After a year of outrage and a push for change, the sports world embraces the Derek Chauvin verdict

Michele Roberts, the National Basketball Players Association’s executive director, began having discussions last week about what union members would do if Chauvin was acquitted.

“I remember Rodney King,” Roberts said in a telephone interview Tuesday night, “and I’ve been so afraid it was going to be a repetition of that. I feel like I can exhale and maybe get some sleep — for a day.”

A video and a global push for change led to a moment in which sports and politics converged in an undeniable way. The shift seemed unavoidable because it occurred in the early stages of a pandemic, during a pause in sports that eliminated distractions.

It forced NFL Commissioner Roger Goodell to admit that the league had mishandled the situation with Colin Kaepernick, the quarterback who knelt in protest of police brutality during the national anthem in 2016 and hasn’t taken a snap in the league since that season ended. It led to the NBA placing “Black Lives Matter” on its courts in the Disney World bubble that it created to finish its season. It forced teams to take a stand, and say and do something, or risk being pilloried by its own players and fans for being silent.
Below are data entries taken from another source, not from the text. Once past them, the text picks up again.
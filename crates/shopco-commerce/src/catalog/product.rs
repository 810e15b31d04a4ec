//! Product types.

use crate::cart::LineItem;
use crate::ids::ProductId;
use crate::money::Money;
use crate::wishlist::WishlistItem;
use serde::{Deserialize, Serialize};

/// Highest star rating.
pub const MAX_RATING: u8 = 5;

/// Home page section a product is featured in.
#[derive(Debug, Clone, Copy, PartialEq, Eq, Hash, Serialize, Deserialize)]
pub enum ProductSection {
    NewArrivals,
    TopSelling,
}

impl ProductSection {
    /// Both sections in home page order.
    pub const ALL: [ProductSection; 2] = [ProductSection::NewArrivals, ProductSection::TopSelling];

    /// Section heading.
    pub fn title(&self) -> &'static str {
        match self {
            ProductSection::NewArrivals => "NEW ARRIVALS",
            ProductSection::TopSelling => "TOP SELLING",
        }
    }

    /// In-page anchor the header links to.
    pub fn anchor(&self) -> &'static str {
        match self {
            ProductSection::NewArrivals => "arrival",
            ProductSection::TopSelling => "topsell",
        }
    }
}

/// A product in the catalog.
#[derive(Debug, Clone, Serialize, Deserialize, PartialEq)]
pub struct Product {
    /// Unique product identifier.
    pub id: ProductId,
    /// Product name.
    pub name: String,
    /// Image URL.
    pub image_url: String,
    /// Current price.
    pub price: Money,
    /// Star rating, 0 to 5.
    pub rating: u8,
    /// Long description for the detail page.
    pub description: Option<String>,
    /// Home page section.
    pub section: ProductSection,
}

impl Product {
    /// Create a new product.
    pub fn new(
        id: impl Into<ProductId>,
        name: impl Into<String>,
        image_url: impl Into<String>,
        price: Money,
        rating: u8,
        section: ProductSection,
    ) -> Self {
        Self {
            id: id.into(),
            name: name.into(),
            image_url: image_url.into(),
            price,
            rating: rating.min(MAX_RATING),
            description: None,
            section,
        }
    }

    /// Set the description.
    pub fn with_description(mut self, description: impl Into<String>) -> Self {
        self.description = Some(description.into());
        self
    }

    /// Detail page path.
    pub fn href(&self) -> String {
        format!("/product/{}", self.id)
    }

    /// Rating as shown under listing cards, e.g. "4.0/5".
    pub fn rating_label(&self) -> String {
        format!("{}.0/{}", self.rating, MAX_RATING)
    }

    /// A cart line for this product at its current price.
    pub fn to_line_item(&self, quantity: u32) -> LineItem {
        LineItem::new(self.id.clone(), self.name.clone(), self.price)
            .with_image(self.image_url.clone())
            .with_quantity(quantity)
    }

    /// A wishlist entry for this product at its current price.
    pub fn to_wishlist_item(&self) -> WishlistItem {
        WishlistItem::new(self.id.clone(), self.name.clone(), self.price)
            .with_image(self.image_url.clone())
    }
}

/// Sizes offered on the detail page.
#[derive(Debug, Clone, Copy, PartialEq, Eq, Hash, Serialize, Deserialize)]
pub enum Size {
    Small,
    Medium,
    Large,
    XLarge,
}

impl Size {
    /// All sizes in selector order.
    pub const ALL: [Size; 4] = [Size::Small, Size::Medium, Size::Large, Size::XLarge];

    pub fn label(&self) -> &'static str {
        match self {
            Size::Small => "Small",
            Size::Medium => "Medium",
            Size::Large => "Large",
            Size::XLarge => "X-Large",
        }
    }
}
Former NBA player and current podcast host Stephen Jackson was a good friend of Floyd and became active in protests around the country. The NBA and WNBA gave their players opportunities to speak out on an issue that was important to them, granted them permission to take a knee during the national anthem and let them wear uniforms with social justice messages on the back.

The New York Knicks, who refrained from making any statement in the days after Floyd’s death, had an immediate response to the verdict. The Philadelphia 76ers said in a statement, “We know that full justice will only be achieved with systemic change.”

“Justice was done,” New Orleans Pelicans Coach Stan Van Gundy said before his team faced the Brooklyn Nets. “But it’s hard to celebrate. It’s hard to celebrate because it doesn’t bring back George Floyd. We had somebody needlessly killed.”

“Justice and Accountability! Things I never thought I would see,” Minnesota Timberwolves star Karl-Anthony Towns said on Twitter. “There’s much more work to do, but this is an amazing start working toward the reform this country NEEDS!”

Tennis legend and activist Billie Jean King said on Twitter: “The time to collectively examine the treatment of Black people, in particular Black boys/men, by some law enforcement is long overdue. The path to healing must begin.”

Tennis star Naomi Osaka added: “I was going to make a celebratory tweet but then I was hit with sadness because we are celebrating something that is clear as day. The fact that so many injustices occurred to make us hold our breath toward this outcome is really telling.”

For 9 minutes 29 seconds, Chauvin placed his knee on a prostrate man, ignoring Floyd’s pleas and the demands of others to release him, and the entire incident was caught on video. But unlike others in the seemingly endless stream of shooting videos, there was no immediacy, no debatable quick reaction. It was deliberate, knowing. And it made the response much more passionate for justice to be served, and for some to seek a better understanding of systemic racism and oppression, Roberts said.

“Sadly, it was not the case that it was shocking and unusual news that a Black man was killed by the police. It was the manner. It was the fact that this man, this police officer would do it, A) publicly, B) knowing he was being filmed, because he saw the camera, C) for such a long period of time,” Roberts said. “It was too much.”

The NBA shut down for two days during the postseason after Kenosha, Wis., police officer Rusten Sheskey shot Jacob Blake seven times in the back. Roberts said it was a critical moment for many of the players to recognize the commitment needed to create structural change that could help end police brutality.

“The outrage that our players expressed reminded me of how young they were and how young many of us are. We thought getting out in the streets in May, after George Floyd and bringing Breonna [Taylor’s] name into it, we actually thought that police officers would say, ‘Maybe we should stop shooting people?’ And it happened again,” Roberts said. “It’s a sad maturity that our players arrived at and that our country arrived at. That sense that we know it’s not enough to hit the streets. It’s not enough to be happy that there is accountability for one police officer. We’ve come to the point that there is still much work to do.

“This is not over. It’s at least one day of peace — unless they kill somebody tonight, right?”